** The data follows **

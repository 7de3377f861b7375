//! Inter-process channel between the parent coordinator and its workers
//!
//! Newline-delimited JSON over the worker's stdin/stdout; workers log to stderr.

mod error;
mod message;
mod op;
mod transport;

pub use error::IpcError;
pub use message::{
    ClosePayload, EvalOutcome, EvalPayload, EvalResult, IpcMessage, RemoteError, RestPayload,
    ShardStatePayload,
};
pub use op::IpcOp;
pub use transport::{IpcReader, IpcSender};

** End of The data **

:: Directions for this task ::
Give back exactly the lines from the one containing "pub use op::IpcOp;" through the end of the listing above, with both ends included and nothing added.

:: Result below ::
pub use op::IpcOp;
pub use transport::{IpcReader, IpcSender};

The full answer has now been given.